C’était un acte d’amour, non pas celui que suscite le désir foudroyant chez un homme et une femme, mais l’élan de deux humains qui se reconnaissent, qui ont besoin de se rassurer l’un contre l’autre parce qu’ils appartiennent à la même espèce, qu’entre les humains il n’est pas que le désir charnel ou la haine carnivore, mais aussi l’amour, parcelle et reflet de l’Amour divin.
Cet amour-là, j’avais donc eu la grâce de le connaître. Alors que depuis la mort de Marie je survivais dans le remords et le mépris de moi-même, la fusion d’un bref instant avec Claudia m’a rassuré. Les écailles – pour emprunter l’image aux textes sacrés – étaient tombées de mes yeux et je me suis souvenu de tous les versets qui l’évoquaient dans les Évangiles, et jusque dans l’Apocalypse de Jean ou les écrits de saint Bernard.
J’ai retrouvé cette lettre de saint Paul aux Galates dans laquelle il énumère les signes du passage de l’Esprit saint : « Amour, joie, paix, patience, tendresse, bienveillance, confiance, douceur, maîtrise des émotions… »
Il m’a semblé que j’étais peut-être libéré de ce sentiment de culpabilité morbide qui m’étouffait.
Mon destin n’était pas achevé. Le corps de Marie ne devait pas être ma pierre tombale. Celui de Claudia Romano m’appelait à la vie.
J’ai cru que je pouvais continuer à vivre, dire l’amour humain, l’élan d’un être vers un autre.
Peut-être était-ce l’heure de ma résurrection ?
24
J’ai revu Claudia Romano et mon cœur a obstrué ma gorge, ses battements ont résonné dans ma tête, j’ai senti le sang affluer à mes joues.

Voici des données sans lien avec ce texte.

//! Composition root for the demonstration run.
//!
//! Wires one broker to the three customer handlers and routes one record of
//! each customer kind through it.

use crate::{
    handlers::{GenericHandler, RegisteredHandler, UnregisteredHandler},
    record::{ConstructionError, Record, RegisteredCustomerRecord, UnregisteredCustomerRecord},
};
use chrono::{DateTime, Utc};
use courier_core::DispatchError;
use courier_std::{Broker, LineSink};
use std::sync::Arc;
use thiserror::Error;
use tracing::info;

/// Errors that end a demonstration run.
#[derive(Error, Debug)]
pub enum DemoError {
    /// A sample record could not be built.
    #[error("could not build sample record")]
    Construction(#[from] ConstructionError),

    /// A handler failed while a record was routed.
    #[error("could not route record")]
    Dispatch(#[from] DispatchError),
}

/// Builds a broker with the generic, unregistered and registered handlers
/// attached in that order, all writing to `sink`.
pub fn customer_broker(sink: Arc<dyn LineSink>) -> Broker<Record> {
    let mut broker: Broker<Record> = Broker::new();
    broker.attach(Arc::new(GenericHandler::new(sink.clone())));
    broker.attach(Arc::new(UnregisteredHandler::new(sink.clone())));
    broker.attach(Arc::new(RegisteredHandler::new(sink)));
    broker
}

/// The sample visit by John Doe, order 1.
pub fn sample_unregistered_customer(
    last_visit: DateTime<Utc>,
) -> Result<UnregisteredCustomerRecord, ConstructionError> {
    UnregisteredCustomerRecord::builder()
        .last_visit(last_visit)
        .order_id(1)
        .name("John")
        .surname("Doe")
        .build()
}

/// The sample visit by customer 344, order 2.
pub fn sample_registered_customer(
    last_visit: DateTime<Utc>,
) -> Result<RegisteredCustomerRecord, ConstructionError> {
    RegisteredCustomerRecord::builder()
        .last_visit(last_visit)
        .order_id(2)
        .customer_id(344)
        .build()
}

/// Routes the unregistered sample, then the registered sample, through
/// [`customer_broker`].
pub fn run_demo(sink: Arc<dyn LineSink>) -> Result<(), DemoError> {
    let broker = customer_broker(sink);
    info!(subscribers = broker.len(), "broker ready");

    let unregistered = sample_unregistered_customer(Utc::now())?;
    let registered = sample_registered_customer(Utc::now())?;

    broker.route(&Record::from(unregistered))?;
    broker.route(&Record::from(registered))?;

    info!("demo finished");
    Ok(())
}
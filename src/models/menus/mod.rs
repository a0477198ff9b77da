pub mod entities;

pub use entities::{MenuItem, SIDEBAR_MENU};
use super::SeaOrmStorage;
use super::lookups::{enrollment_details, fetch_page, offering_details};
use crate::entity::course_offerings::{ActiveModel, Column, Entity as CourseOfferings, Relation};
use crate::entity::{courses, enrollments, teachers};
use crate::errors::{Result, SchoolSystemError};
use crate::models::{
    PaginatedResponse,
    course_offerings::{
        entities::{CourseOffering, DEFAULT_MAX_STUDENTS, OfferingDetail},
        requests::{CreateOfferingRequest, OfferingListParams, UpdateOfferingRequest},
        responses::OfferingListResponse,
    },
    enrollments::entities::EnrollmentDetail,
};
use crate::utils::sql::any_contains;
use sea_orm::{
    ActiveModelTrait, ColumnTrait, ConnectionTrait, EntityTrait, JoinType, PaginatorTrait,
    QueryFilter, QueryOrder, QuerySelect, RelationTrait, Set, TransactionTrait,
};

async fn ensure_teacher_exists<C: ConnectionTrait>(db: &C, teacher_id: i64) -> Result<()> {
    if teachers::Entity::find_by_id(teacher_id).one(db).await?.is_none() {
        return Err(SchoolSystemError::not_found(format!(
            "教师 {teacher_id} 不存在"
        )));
    }
    Ok(())
}

impl SeaOrmStorage {
    /// 创建开课；课程与教师必须存在
    pub async fn create_offering_impl(&self, req: CreateOfferingRequest) -> Result<CourseOffering> {
        if courses::Entity::find_by_id(req.course_id)
            .one(&self.db)
            .await?
            .is_none()
        {
            return Err(SchoolSystemError::not_found(format!(
                "课程 {} 不存在",
                req.course_id
            )));
        }
        ensure_teacher_exists(&self.db, req.teacher_id).await?;

        let now = chrono::Utc::now().timestamp();
        let offering = ActiveModel {
            course_id: Set(req.course_id),
            teacher_id: Set(req.teacher_id),
            semester: Set(req.semester),
            max_students: Set(req.max_students.unwrap_or(DEFAULT_MAX_STUDENTS)),
            current_students: Set(0),
            status: Set(req.status.unwrap_or(true)),
            created_at: Set(now),
            updated_at: Set(now),
            ..Default::default()
        }
        .insert(&self.db)
        .await?;
        Ok(offering.into_offering())
    }

    pub async fn get_offering_by_id_impl(&self, id: i64) -> Result<Option<CourseOffering>> {
        let result = CourseOfferings::find_by_id(id)
            .one(&self.db)
            .await
            .map_err(|e| SchoolSystemError::database_operation(format!("查询开课失败: {e}")))?;
        Ok(result.map(|m| m.into_offering()))
    }

    pub async fn get_offering_detail_impl(&self, id: i64) -> Result<Option<OfferingDetail>> {
        let Some(offering) = CourseOfferings::find_by_id(id).one(&self.db).await? else {
            return Ok(None);
        };
        Ok(offering_details(&self.db, vec![offering]).await?.pop())
    }

    pub async fn list_offerings_with_pagination_impl(
        &self,
        query: OfferingListParams,
    ) -> Result<OfferingListResponse> {
        let mut select = CourseOfferings::find().join(JoinType::InnerJoin, Relation::Course.def());

        if let Some(course_id) = query.course_id {
            select = select.filter(Column::CourseId.eq(course_id));
        }
        if let Some(teacher_id) = query.teacher_id {
            select = select.filter(Column::TeacherId.eq(teacher_id));
        }
        if let Some(ref semester) = query.semester
            && !semester.trim().is_empty()
        {
            select = select.filter(Column::Semester.eq(semester.trim()));
        }
        if let Some(status) = query.status {
            select = select.filter(Column::Status.eq(status));
        }
        if let Some(ref search) = query.search
            && !search.trim().is_empty()
        {
            select = select.filter(any_contains(
                &[courses::Column::CourseCode, courses::Column::CourseName],
                search,
            ));
        }

        let select = select
            .order_by_desc(Column::Semester)
            .order_by_asc(Column::Id);
        let (offerings, pagination) = fetch_page(&self.db, select, &query.pagination).await?;
        Ok(PaginatedResponse {
            items: offering_details(&self.db, offerings).await?,
            pagination,
        })
    }

    /// 更新开课；容量不能低于已选人数
    pub async fn update_offering_impl(
        &self,
        id: i64,
        update: UpdateOfferingRequest,
    ) -> Result<Option<CourseOffering>> {
        let txn = self.db.begin().await?;
        let Some(existing) = CourseOfferings::find_by_id(id).one(&txn).await? else {
            return Ok(None);
        };

        if let Some(max) = update.max_students
            && max < existing.current_students
        {
            return Err(SchoolSystemError::conflict(format!(
                "容量 {max} 小于已选人数 {}",
                existing.current_students
            )));
        }
        if let Some(teacher_id) = update.teacher_id {
            ensure_teacher_exists(&txn, teacher_id).await?;
        }

        let mut model: ActiveModel = existing.into();
        if let Some(teacher_id) = update.teacher_id {
            model.teacher_id = Set(teacher_id);
        }
        if let Some(semester) = update.semester {
            model.semester = Set(semester);
        }
        if let Some(max) = update.max_students {
            model.max_students = Set(max);
        }
        if let Some(status) = update.status {
            model.status = Set(status);
        }
        model.updated_at = Set(chrono::Utc::now().timestamp());

        let offering = model.update(&txn).await?;
        txn.commit().await?;
        Ok(Some(offering.into_offering()))
    }

    /// 删除开课；仍有选课记录时拒绝，排课随之级联删除
    pub async fn delete_offering_impl(&self, id: i64) -> Result<bool> {
        let txn = self.db.begin().await?;
        let enrolled = enrollments::Entity::find()
            .filter(enrollments::Column::OfferingId.eq(id))
            .count(&txn)
            .await?;
        if enrolled > 0 {
            return Err(SchoolSystemError::conflict(format!(
                "该开课仍有 {enrolled} 条选课记录"
            )));
        }

        let result = CourseOfferings::delete_by_id(id).exec(&txn).await?;
        txn.commit().await?;
        Ok(result.rows_affected > 0)
    }

    /// 已有开课的学期，新学期在前
    pub async fn list_semesters_impl(&self) -> Result<Vec<String>> {
        let semesters: Vec<String> = CourseOfferings::find()
            .select_only()
            .column(Column::Semester)
            .distinct()
            .order_by_desc(Column::Semester)
            .into_tuple()
            .all(&self.db)
            .await?;
        Ok(semesters)
    }

    /// 开课名单（全部状态）
    pub async fn list_offering_enrollments_impl(
        &self,
        offering_id: i64,
    ) -> Result<Vec<EnrollmentDetail>> {
        let rows = enrollments::Entity::find()
            .filter(enrollments::Column::OfferingId.eq(offering_id))
            .order_by_asc(enrollments::Column::EnrolledAt)
            .order_by_asc(enrollments::Column::Id)
            .all(&self.db)
            .await?;
        enrollment_details(&self.db, rows).await
    }
}
pub use sea_orm_migration::prelude::*;

mod m20250301_000001_create_school_tables;

pub struct Migrator;

#[async_trait::async_trait]
impl MigratorTrait for Migrator {
    fn migrations() -> Vec<Box<dyn MigrationTrait>> {
        vec![Box::new(m20250301_000001_create_school_tables::Migration)]
    }
}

Je n’ai pas voulu admettre aussitôt que je n’avais été qu’un vieil homme que trouble le corps d’une jeune femme. Avec l’habileté et l’hypocrisie d’un roué, j’avais dissimulé mon désir, ma vanité en évoquant la grâce, l’Esprit saint, la résurrection.
Allons donc !
Je ne m’en suis pas moins approché de Claudia, mais elle a détourné la tête, s’est mise à rire avec l’insolence et l’indifférence cristallines de la jeunesse. Elle a embrassé Wessermann et Boyon, Moralès et Natakis, elle a rejoint Rosa Berelowicz et Louis Veraghen, et elle a même osé prendre le bras de ce dernier, ce barbon que ne dérangeait pas le sens du ridicule.
Quant à moi, je l’avais.
Mes illusions se sont dissipées comme l’arc-en-ciel par jour de grand orage, quand après l’éclaircie reviennent les ténèbres et que la nuit obscurcit le plein midi.

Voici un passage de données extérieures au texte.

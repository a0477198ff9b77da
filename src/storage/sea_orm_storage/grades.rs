use super::SeaOrmStorage;
use super::lookups::{fetch_page, grade_details, offering_ids_for_semester};
use crate::entity::enrollments;
use crate::entity::grades::{ActiveModel, Column, Entity as Grades};
use crate::errors::{Result, SchoolSystemError};
use crate::models::{
    PaginatedResponse,
    enrollments::entities::EnrollmentStatus,
    grades::{
        entities::{Grade, GradeDetail, GradeRecord},
        requests::GradeListParams,
        responses::GradeListResponse,
    },
};
use sea_orm::{
    ActiveModelTrait, ColumnTrait, EntityTrait, QueryFilter, QueryOrder, QuerySelect, Set,
    TransactionTrait,
};

fn apply_record(model: &mut ActiveModel, record: GradeRecord, recorded_at: i64) {
    model.usual_score = Set(record.usual_score);
    model.exam_score = Set(record.exam_score);
    model.final_score = Set(record.final_score);
    model.grade_point = Set(record.grade_point);
    model.letter_grade = Set(record.letter_grade);
    model.recorded_by = Set(record.recorded_by);
    model.recorded_at = Set(recorded_at);
}

impl SeaOrmStorage {
    /// 录入或更新成绩；只允许已通过的选课
    pub async fn upsert_grade_impl(&self, enrollment_id: i64, record: GradeRecord) -> Result<Grade> {
        let txn = self.db.begin().await?;

        let Some(enrollment) = enrollments::Entity::find_by_id(enrollment_id)
            .one(&txn)
            .await?
        else {
            return Err(SchoolSystemError::not_found(format!(
                "选课记录 {enrollment_id} 不存在"
            )));
        };
        if enrollment.status != EnrollmentStatus::Approved.as_str() {
            return Err(SchoolSystemError::conflict("选课未通过审批，不能录入成绩"));
        }

        let now = chrono::Utc::now().timestamp();
        let existing = Grades::find()
            .filter(Column::EnrollmentId.eq(enrollment_id))
            .one(&txn)
            .await?;

        let grade = match existing {
            Some(grade) => {
                let mut model: ActiveModel = grade.into();
                apply_record(&mut model, record, now);
                model.update(&txn).await?
            }
            None => {
                let mut model = ActiveModel {
                    enrollment_id: Set(enrollment_id),
                    ..Default::default()
                };
                apply_record(&mut model, record, now);
                model.insert(&txn).await?
            }
        };

        txn.commit().await?;
        Ok(grade.into_grade())
    }

    pub async fn list_grades_with_pagination_impl(
        &self,
        query: GradeListParams,
    ) -> Result<GradeListResponse> {
        let mut select = Grades::find();

        let semester_offerings =
            offering_ids_for_semester(&self.db, query.semester.as_deref()).await?;
        if query.offering_id.is_some() || query.student_id.is_some() || semester_offerings.is_some()
        {
            let mut enrollment_select = enrollments::Entity::find()
                .select_only()
                .column(enrollments::Column::Id);
            if let Some(offering_id) = query.offering_id {
                enrollment_select =
                    enrollment_select.filter(enrollments::Column::OfferingId.eq(offering_id));
            }
            if let Some(student_id) = query.student_id {
                enrollment_select =
                    enrollment_select.filter(enrollments::Column::StudentId.eq(student_id));
            }
            if let Some(ids) = semester_offerings {
                enrollment_select = enrollment_select.filter(enrollments::Column::OfferingId.is_in(ids));
            }
            let enrollment_ids: Vec<i64> = enrollment_select.into_tuple().all(&self.db).await?;
            select = select.filter(Column::EnrollmentId.is_in(enrollment_ids));
        }

        let select = select.order_by_desc(Column::RecordedAt).order_by_desc(Column::Id);
        let (grades, pagination) = fetch_page(&self.db, select, &query.pagination).await?;
        Ok(PaginatedResponse {
            items: grade_details(&self.db, grades).await?,
            pagination,
        })
    }

    /// 学生全部成绩，可按学期过滤；新学期在前，同学期按课程代码排序
    pub async fn list_student_grades_impl(
        &self,
        student_id: i64,
        semester: Option<String>,
    ) -> Result<Vec<GradeDetail>> {
        let mut enrollment_select = enrollments::Entity::find()
            .select_only()
            .column(enrollments::Column::Id)
            .filter(enrollments::Column::StudentId.eq(student_id));
        if let Some(ids) = offering_ids_for_semester(&self.db, semester.as_deref()).await? {
            enrollment_select = enrollment_select.filter(enrollments::Column::OfferingId.is_in(ids));
        }
        let enrollment_ids: Vec<i64> = enrollment_select.into_tuple().all(&self.db).await?;
        if enrollment_ids.is_empty() {
            return Ok(Vec::new());
        }

        let grades = Grades::find()
            .filter(Column::EnrollmentId.is_in(enrollment_ids))
            .all(&self.db)
            .await?;
        let mut details = grade_details(&self.db, grades).await?;
        details.sort_by(|a, b| {
            b.semester
                .cmp(&a.semester)
                .then_with(|| a.course_code.cmp(&b.course_code))
        });
        Ok(details)
    }

    pub async fn list_offering_grades_impl(&self, offering_id: i64) -> Result<Vec<GradeDetail>> {
        let enrollment_ids: Vec<i64> = enrollments::Entity::find()
            .select_only()
            .column(enrollments::Column::Id)
            .filter(enrollments::Column::OfferingId.eq(offering_id))
            .into_tuple()
            .all(&self.db)
            .await?;
        if enrollment_ids.is_empty() {
            return Ok(Vec::new());
        }

        let grades = Grades::find()
            .filter(Column::EnrollmentId.is_in(enrollment_ids))
            .all(&self.db)
            .await?;
        let mut details = grade_details(&self.db, grades).await?;
        details.sort_by(|a, b| a.student_no.cmp(&b.student_no));
        Ok(details)
    }
}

Je suis rentré à la bergerie. Personne ne s’est soucié de moi. L’angoisse et la honte m’ont envahi. J’avais usé de tous les stratagèmes pour trahir Marie, tenter d’échapper à ma culpabilité ; j’avais oublié que celui qui s’avance vers l’autre, poussé par le désir ou, comme je l’avais cru, par l’élan de l’amour, n’embrasse que le vide, car la vie se dérobe, la mort l’entraîne, et même si l’on a succombé, joui dans le grand incendie de la chair, on se retrouve toujours seul.